It was a beautiful night outside. He kept his gun out as he walked up the road to the car. He stood for a second, listening to a distant bike roaring. Assessing, trying to pick up a scent, an awareness. He had—he admitted to himself—been hoping to put a bullet into the skull of the man named Rake, to get it all over in one quick action, to reach an end equal to what he imagined.

He could feel the wild rage of the lake just through the trees, the vast, heavy gravity of its cold depth. This was a land that held on against the forces of wind and raging snow, and the air had a hint of winter and iron. The brutal individuality of the men and women who lived here had been channeled by historical forces, by the anger in the wind, and yet he knew, he was sure standing there, taking another deep breath, lighting a cigarette, that there were also good people, and that it was just as likely, in the scheme of chance and luck, that a soft, warm, cleanly lit kitchen scene would be found in a house hidden from the road.

*   *   *

An hour later they were in the living room, still tense but exhausted. Two old sofas faced a coffee table and, in the corner, a wooden stereo console stood with records piled on each side. Sinatra’s youthful face stared out from one, his lips pursed in a smile flushed of irony. Don’t fuck with me, the smile said. I’m humorous but only to a certain degree. His hat was cocked to one side and he looked like a man—Singleton thought—who had been enfolded again and again until he lost sight of everything but his body and his voice. On the other side of the console the Rolling Stones sneered at the world, completely unfolded. They jeered and mocked and looked out with twisted lips and a frankness that was clear and brutal but honest.

“You folks go ahead and interrogate us now if that’s what you want to do,” Hank said. “If you want to start right in, feel free, but I’m not going to be ready to confess all the details until I’m sure you’re not just here looking to see if Rake is alive or dead, to confirm the information and pass it on to some gang members out there waiting to know the truth so they can strike as hard and fast as they want, and believe me, that’s what they want because Rake called in accounts all over the state, even up into Canada, and made as many enemies as he could.”

The subjects struck an assumptive pose of innocence that had a tinge of disguise. The feeling—he’d find a more technical term when the time came—was that Meg and Hank were enfolds partly unfolded, something like that. Search of premises revealed absence of target. Established a friendly cooperative vibe—again, another word?—and a casual rapport via the use of marijuana.

Singleton sat alongside Wendy on the couch, still holding his gun, resting it against his knee but keeping it aimed slightly away from Hank. His hand was tired and his head was starting to pound from the buzz.

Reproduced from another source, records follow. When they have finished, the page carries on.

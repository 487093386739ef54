pub mod driver;
pub mod gpu;
pub mod ir;
pub mod utils;

pub use driver::command::{CommandBuffer, CommandSink};
pub use utils::handle::{Handle, Pool};
pub use utils::refcount::{RefCount, ReleaseOutcome, ResourceTable};

pub use gpu::*;
//===----------------------------------------------------------------------===//
// State descriptors
//
// Plain value structs, copied into pipeline state objects and never shared
// by reference.
//===----------------------------------------------------------------------===//

#[derive(Debug, Clone, Copy, PartialEq)]
#[cfg_attr(feature = "nori-serde", derive(Serialize, Deserialize))]
pub struct RasterizerState {
    pub fill_mode: FillMode,
    pub cull_mode: CullMode,
    pub front_counter_clockwise: bool,
    pub depth_bias: i32,
    pub depth_bias_clamp: f32,
    pub slope_scaled_depth_bias: f32,
    pub depth_clip_enable: bool,
    pub scissor_enable: bool,
    pub multisample_enable: bool,
    pub antialiased_line_enable: bool,
    pub conservative_rasterization: ConservativeRasterization,
}

impl Default for RasterizerState {
    /// Solid fill, back-face culling, no scissor.
    fn default() -> Self {
        Self {
            fill_mode: FillMode::Solid,
            cull_mode: CullMode::Back,
            front_counter_clockwise: false,
            depth_bias: 0,
            depth_bias_clamp: 0.0,
            slope_scaled_depth_bias: 0.0,
            depth_clip_enable: true,
            scissor_enable: false,
            multisample_enable: false,
            antialiased_line_enable: false,
            conservative_rasterization: ConservativeRasterization::Off,
        }
    }
}

#[derive(Debug, Clone, Copy, PartialEq, Default)]
#[cfg_attr(feature = "nori-serde", derive(Serialize, Deserialize))]
pub struct StencilOpDesc {
    pub fail_op: StencilOp,
    pub depth_fail_op: StencilOp,
    pub pass_op: StencilOp,
    pub func: ComparisonFunc,
}

#[derive(Debug, Clone, Copy, PartialEq)]
#[cfg_attr(feature = "nori-serde", derive(Serialize, Deserialize))]
pub struct DepthStencilState {
    pub depth_enable: bool,
    pub depth_write_mask: DepthWriteMask,
    pub depth_func: ComparisonFunc,
    pub stencil_enable: bool,
    pub stencil_read_mask: u8,
    pub stencil_write_mask: u8,
    pub front_face: StencilOpDesc,
    pub back_face: StencilOpDesc,
}

impl Default for DepthStencilState {
    /// Depth test enabled, full depth writes, LESS comparison, no stencil.
    fn default() -> Self {
        let face = StencilOpDesc {
            fail_op: StencilOp::Keep,
            depth_fail_op: StencilOp::Keep,
            pass_op: StencilOp::Keep,
            func: ComparisonFunc::Always,
        };
        Self {
            depth_enable: true,
            depth_write_mask: DepthWriteMask::All,
            depth_func: ComparisonFunc::Less,
            stencil_enable: false,
            stencil_read_mask: 0xff,
            stencil_write_mask: 0xff,
            front_face: face,
            back_face: face,
        }
    }
}

pub const COLOR_WRITE_ALL: u8 = 0xf;

#[derive(Debug, Clone, Copy, PartialEq)]
#[cfg_attr(feature = "nori-serde", derive(Serialize, Deserialize))]
pub struct RenderTargetBlend {
    pub blend_enable: bool,
    pub src_blend: Blend,
    pub dest_blend: Blend,
    pub blend_op: BlendOp,
    pub src_blend_alpha: Blend,
    pub dest_blend_alpha: Blend,
    pub blend_op_alpha: BlendOp,
    pub write_mask: u8,
}

impl Default for RenderTargetBlend {
    fn default() -> Self {
        Self {
            blend_enable: false,
            src_blend: Blend::One,
            dest_blend: Blend::Zero,
            blend_op: BlendOp::Add,
            src_blend_alpha: Blend::One,
            dest_blend_alpha: Blend::Zero,
            blend_op_alpha: BlendOp::Add,
            write_mask: COLOR_WRITE_ALL,
        }
    }
}

/// Up to eight simultaneous render targets, matching the pipeline contract.
pub const MAX_RENDER_TARGETS: usize = 8;

#[derive(Debug, Clone, Copy, PartialEq, Default)]
#[cfg_attr(feature = "nori-serde", derive(Serialize, Deserialize))]
pub struct BlendState {
    pub alpha_to_coverage_enable: bool,
    pub independent_blend_enable: bool,
    pub render_targets: [RenderTargetBlend; MAX_RENDER_TARGETS],
}

#[derive(Debug, Clone, Copy, PartialEq)]
#[cfg_attr(feature = "nori-serde", derive(Serialize, Deserialize))]
pub struct SamplerDesc {
    pub filter: FilterMode,
    pub address_u: TextureAddressMode,
    pub address_v: TextureAddressMode,
    pub address_w: TextureAddressMode,
    pub mip_lod_bias: f32,
    pub max_anisotropy: u32,
    pub comparison_func: ComparisonFunc,
    pub border_color: [f32; 4],
    pub min_lod: f32,
    pub max_lod: f32,
}

impl Default for SamplerDesc {
    /// Linear filtering, repeat addressing, full mip range.
    fn default() -> Self {
        Self {
            filter: FilterMode::Linear,
            address_u: TextureAddressMode::Wrap,
            address_v: TextureAddressMode::Wrap,
            address_w: TextureAddressMode::Wrap,
            mip_lod_bias: 0.0,
            max_anisotropy: 1,
            comparison_func: ComparisonFunc::Never,
            border_color: [0.0; 4],
            min_lod: 0.0,
            max_lod: f32::MAX,
        }
    }
}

“What can we say that will assure you that we’re agents?” Wendy said. “We’ve shown you our badges and the papers and explained that our mission is to come up here to find Rake.”

“I’d like to hear something that testifies to your nature,” Hank said.

Singleton explained that they were running ahead of the riots downstate, but that they hadn’t been sent up ahead of some kind of collapse.

“Anybody can buy a badge and papers on the black market. All we want now is to be left in peace. If I tell you—I mean, really confirm it somehow, although I’m not sure how we’d do that because we don’t have something to show you in the way of a body—that he’s dead, not lurking out there, or on a run, coming back any moment, are you gonna take that information back to the world and bring every member of Black Flag, every man Rake’s ever screwed over in one of his bad deals, not to mention all the men he betrayed in Vietnam. Are they going to swarm our encampment?”

“You can trust us,” Wendy said.

“How do I know?”

She leaned in and kissed Singleton and put her hand on his knee.

“That’s a good sign. How about we do this? You place the guns on the table and we kick back here and see what happens. You can keep your guns trained if that helps you, but consider the vibe. Truth is, I’m close to believing you are who you say you are, and I don’t want to string this out just for the sake of stringing it out, so let’s put some music on and see how it goes.”

“You’re a man of the woods,” Singleton said.

“No, I’m a man of the forest. There’s a big difference between the two, but I’ll spare you the lecture right now.”

“Thank God,” Meg said with a laugh of newfound happiness.

Deep in the night, they turned the music off and listened to the night sounds, the moan of mufflers down the road. Sometime, near dawn, they drifted asleep—Wendy and Singleton against each other on one couch, Meg and Hank against each other on the other, MomMom upstairs snoring loudly.

Singleton woke first. He’d been dreaming of a cozy, warm house full of love. He’d also been in a train looking out into the dark night at a house down in a hollow, one single light glowing, the roof frosted with moonlight. In the train and the house at the same time. The house, secluded, the train somehow secluded, too, in its transcontinental rush across the dark valley, moving tenderly to some unknown destination.

He’d never mention in his operation report that they had fallen asleep, but he might mention that seeing Hank and Meg curled up together on the couch asleep had given him the sense that they were telling the truth when they said Rake wasn’t a threat.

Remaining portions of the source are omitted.